(Dataset entries)

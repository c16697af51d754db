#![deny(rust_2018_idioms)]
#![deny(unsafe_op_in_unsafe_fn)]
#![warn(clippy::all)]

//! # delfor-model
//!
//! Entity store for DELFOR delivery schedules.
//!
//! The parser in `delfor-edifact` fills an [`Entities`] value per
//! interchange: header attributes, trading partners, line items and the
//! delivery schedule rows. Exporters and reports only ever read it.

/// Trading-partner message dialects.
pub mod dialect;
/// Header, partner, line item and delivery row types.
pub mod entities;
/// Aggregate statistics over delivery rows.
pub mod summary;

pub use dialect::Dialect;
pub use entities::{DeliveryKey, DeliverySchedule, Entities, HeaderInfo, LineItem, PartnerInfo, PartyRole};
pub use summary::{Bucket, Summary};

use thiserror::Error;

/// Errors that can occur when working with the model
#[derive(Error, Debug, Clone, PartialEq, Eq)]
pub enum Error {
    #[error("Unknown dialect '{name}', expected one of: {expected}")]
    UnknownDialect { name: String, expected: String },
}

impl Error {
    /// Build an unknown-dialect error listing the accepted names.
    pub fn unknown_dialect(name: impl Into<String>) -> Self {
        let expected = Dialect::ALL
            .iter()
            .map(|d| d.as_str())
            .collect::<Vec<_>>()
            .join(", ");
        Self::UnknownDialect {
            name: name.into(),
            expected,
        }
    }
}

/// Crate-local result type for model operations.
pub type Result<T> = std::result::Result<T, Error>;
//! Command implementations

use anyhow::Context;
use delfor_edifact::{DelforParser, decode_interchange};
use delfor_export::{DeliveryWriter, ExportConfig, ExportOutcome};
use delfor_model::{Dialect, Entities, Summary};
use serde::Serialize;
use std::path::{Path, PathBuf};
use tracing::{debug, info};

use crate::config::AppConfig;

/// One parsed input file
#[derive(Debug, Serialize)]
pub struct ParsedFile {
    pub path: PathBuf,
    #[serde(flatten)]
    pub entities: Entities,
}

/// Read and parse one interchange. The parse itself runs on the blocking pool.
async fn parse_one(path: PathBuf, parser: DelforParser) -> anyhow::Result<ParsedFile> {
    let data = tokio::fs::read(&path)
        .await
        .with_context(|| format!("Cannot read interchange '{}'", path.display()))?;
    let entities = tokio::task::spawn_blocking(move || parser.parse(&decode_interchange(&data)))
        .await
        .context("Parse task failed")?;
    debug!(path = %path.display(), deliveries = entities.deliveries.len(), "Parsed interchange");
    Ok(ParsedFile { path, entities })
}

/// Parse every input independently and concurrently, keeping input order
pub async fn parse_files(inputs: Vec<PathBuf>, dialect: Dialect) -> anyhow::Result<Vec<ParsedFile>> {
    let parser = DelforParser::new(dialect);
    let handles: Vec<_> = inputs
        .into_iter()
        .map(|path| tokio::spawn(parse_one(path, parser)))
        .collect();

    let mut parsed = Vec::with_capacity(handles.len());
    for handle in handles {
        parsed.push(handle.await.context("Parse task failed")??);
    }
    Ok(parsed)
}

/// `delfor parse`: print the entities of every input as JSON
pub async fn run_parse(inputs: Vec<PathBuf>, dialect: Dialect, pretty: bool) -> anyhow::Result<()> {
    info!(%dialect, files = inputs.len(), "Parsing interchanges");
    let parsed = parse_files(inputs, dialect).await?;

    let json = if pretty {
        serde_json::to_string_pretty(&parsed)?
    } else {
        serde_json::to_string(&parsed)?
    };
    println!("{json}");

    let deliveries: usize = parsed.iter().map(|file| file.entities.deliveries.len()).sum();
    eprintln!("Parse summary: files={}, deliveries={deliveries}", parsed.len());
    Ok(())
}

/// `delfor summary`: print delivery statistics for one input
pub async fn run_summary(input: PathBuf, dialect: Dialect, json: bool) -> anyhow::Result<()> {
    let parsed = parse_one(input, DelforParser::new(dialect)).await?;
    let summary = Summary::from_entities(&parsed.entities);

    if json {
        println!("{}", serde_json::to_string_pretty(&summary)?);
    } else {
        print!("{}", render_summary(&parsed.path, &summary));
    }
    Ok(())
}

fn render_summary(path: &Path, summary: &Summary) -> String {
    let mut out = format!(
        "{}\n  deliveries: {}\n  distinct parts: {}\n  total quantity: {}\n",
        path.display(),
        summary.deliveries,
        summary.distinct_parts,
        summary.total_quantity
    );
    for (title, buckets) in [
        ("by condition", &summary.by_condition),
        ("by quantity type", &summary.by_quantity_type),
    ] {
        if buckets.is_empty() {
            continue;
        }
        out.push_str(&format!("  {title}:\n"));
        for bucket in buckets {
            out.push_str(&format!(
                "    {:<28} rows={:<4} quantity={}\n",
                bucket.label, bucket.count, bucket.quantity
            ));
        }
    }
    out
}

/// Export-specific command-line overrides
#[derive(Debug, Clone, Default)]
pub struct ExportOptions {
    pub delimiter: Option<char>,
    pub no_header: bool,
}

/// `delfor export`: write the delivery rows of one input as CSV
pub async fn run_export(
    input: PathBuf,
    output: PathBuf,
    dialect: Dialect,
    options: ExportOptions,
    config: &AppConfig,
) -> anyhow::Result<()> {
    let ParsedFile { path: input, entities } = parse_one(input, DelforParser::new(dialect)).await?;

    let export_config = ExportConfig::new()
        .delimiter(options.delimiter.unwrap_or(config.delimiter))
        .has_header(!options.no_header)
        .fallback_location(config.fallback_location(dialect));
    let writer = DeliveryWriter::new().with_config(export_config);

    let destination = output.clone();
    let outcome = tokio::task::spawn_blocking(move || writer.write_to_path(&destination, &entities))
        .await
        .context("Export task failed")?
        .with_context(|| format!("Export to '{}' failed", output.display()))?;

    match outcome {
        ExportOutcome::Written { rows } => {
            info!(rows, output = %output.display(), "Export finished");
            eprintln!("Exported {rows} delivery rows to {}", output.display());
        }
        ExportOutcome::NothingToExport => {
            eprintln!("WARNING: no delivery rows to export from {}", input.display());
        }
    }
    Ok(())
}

_Your task:_ Across all the entries, count the lines that contain the word "ExportOptions" and give the number by itself.

_Solution:_ 2